# Talk:Curvilinear coordinates

WikiProject Mathematics (Rated C-class, Mid-importance)
This article is within the scope of WikiProject Mathematics, a collaborative effort to improve the coverage of Mathematics on Wikipedia. If you would like to participate, please visit the project page, where you can join the discussion and see a list of open tasks.
Mathematics rating:
 C Class
 Mid Importance
Field:  Geometry

## Scale Factor

Somebody please put in scale factor for orthogonal curvilinear coordinate case to make it easier to recognize.

• cartisian to u, v, w coordinate system

x=x(u,v,w) , y=y(u,v,w), z=z(u,v,w) |hu|=sqrt[(dx/du)^2+(dy/du)^2+(dz/du)^2] & so on.....

## Non-curvilinear coordinates?

The present definition seems pretty broad -- includes Cartesian, angular (polar, spherical), cylindrical, all of orthogonal and non-orthogonal (skew). What then would be left out -- homogeneous coordinates only? Worth discussing in the article? Thanks. Fgnievinski (talk) 22:55, 11 November 2014 (UTC)

It might be worth mentioning non-curvilinear coordinate systems. Curvilinear coords typically demand some differentiability conditions so you can do calculus on them. So curvilinear excludes non-smooth coordinates, like position along a fractal or random walk. When the Jacobian becomes degenerate at given points (what's the longitude at the North Pole?), invertibility fails and and at these singular points one could say that curvilinearity breaks down. The last example I can think of is non-metric spaces where dimensions are incomparable. An example would be pressure-volume diagrams in thermodynamics.
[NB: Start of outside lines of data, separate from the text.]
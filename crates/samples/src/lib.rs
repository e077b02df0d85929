//! Examples shown by the gallery.
//!
//! Each example is a self-contained [`harness::Example`]; [`entries`] lists
//! them in the order the window cycles through. Shaders live under
//! [`content_dir`] in `Content/Shaders/Source`.

use std::path::PathBuf;

use harness::{ExampleEntry, ExampleRegistry, RegistryError};

pub mod basic_stencil;
pub mod compute_uniforms;

pub use basic_stencil::BasicStencil;
pub use compute_uniforms::ComputeUniforms;

pub fn entries() -> [ExampleEntry; 2] {
    [
        ExampleEntry {
            name: "BasicStencil",
            summary: "stencil mask cuts a triangular hole out of an RGB triangle",
            build: || Box::new(BasicStencil::new()),
        },
        ExampleEntry {
            name: "ComputeUniforms",
            summary: "compute shader writes an animated gradient driven by a uniform",
            build: || Box::new(ComputeUniforms::new()),
        },
    ]
}

pub fn registry() -> Result<ExampleRegistry, RegistryError> {
    ExampleRegistry::new(entries())
}

/// Content root shipped with this crate.
pub fn content_dir() -> PathBuf {
    PathBuf::from(env!("CARGO_MANIFEST_DIR")).join("content")
}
While one can consider surfaces of constant pressure or volume as defining coordinates, different units mean there is no rotating or transforming of these coordinates that in any way mixes P and V. --Mark viking (talk) 00:02, 12 November 2014 (UTC)

## Normalization of bi and bi basis

The basis vector ${\displaystyle \mathbf {b} _{i}={\dfrac {\partial \mathbf {r} }{\partial q_{i}}}}$ and ${\displaystyle \mathbf {b} ^{i}=\nabla q_{i}}$ cannot be normalized if one wants to keep the very important dot product rule ${\displaystyle \mathbf {b} ^{i}\cdot \mathbf {b} _{j}=\delta _{j}^{i}}$.

Indeed, two vectors of unit length and whose dot product is equal to one have necessarily the same direction (cos θ = 1), meaning that bi and bi are colinear, which trivially is not the case for all curvilinear coordinate systems.

Also, the previous version of the article (corrected meanwhile) assumed that ${\displaystyle \left|{\dfrac {\partial \mathbf {r} }{\partial q_{i}}}\right|={\dfrac {1}{\left|\nabla q_{i}\right|}}}$, which is not correct.

## Misuse of the Lame coefficients

In "3. General curvilinear coordinates in 3D" the Lame coefficients are "defined" by h_i h_j = g_ij which has generally no solution because there are six independant equations (for g_11, g_22, g_33, g_12, g_13 and g_23) and only three unknowns (h_1, h_2, h_3).

In orthogonal curvilinear coordinates (g_12=g_23=g_13=0), the first three equations define h1, h2, h3 but the last three are not verified (h1h2 differs from 0!) so this "definition" is false.

I think that lame coefficients should not appear in part 3 where non orthogonal coefficients are included, and I modified the comment after their (correct) definition in part 1, that was intended to generalize them to non-orthogonal systems. They are used in part 4 (vector and tensor calculus in 3d curvilinear coordinates), which should be restrained to orthogonal coordinates if such formulas are used. In this part 4, some "lamé coefficients" h_ij are used, maybe in place of the covariant components g_ij of the metric tensor...

Part 4 has certainly to be corrected...Yves.Delannoy (talk) 16:20, 19 February 2016 (UTC)

## Covariant Basis Section and Later Needs Improvement

The index structure of the x coordinates and q coordinates are not the same! This is incorrect and needs to be fixed. This begins in the Covariant basis section and propagates through the rest of the article.

Figure 3 incorrectly shows dq as the hypotenuse of the infinitesimal triangle. The coordinate q is a function of x and as such the coordinate differential dq is the height of the infinitesimal triangle.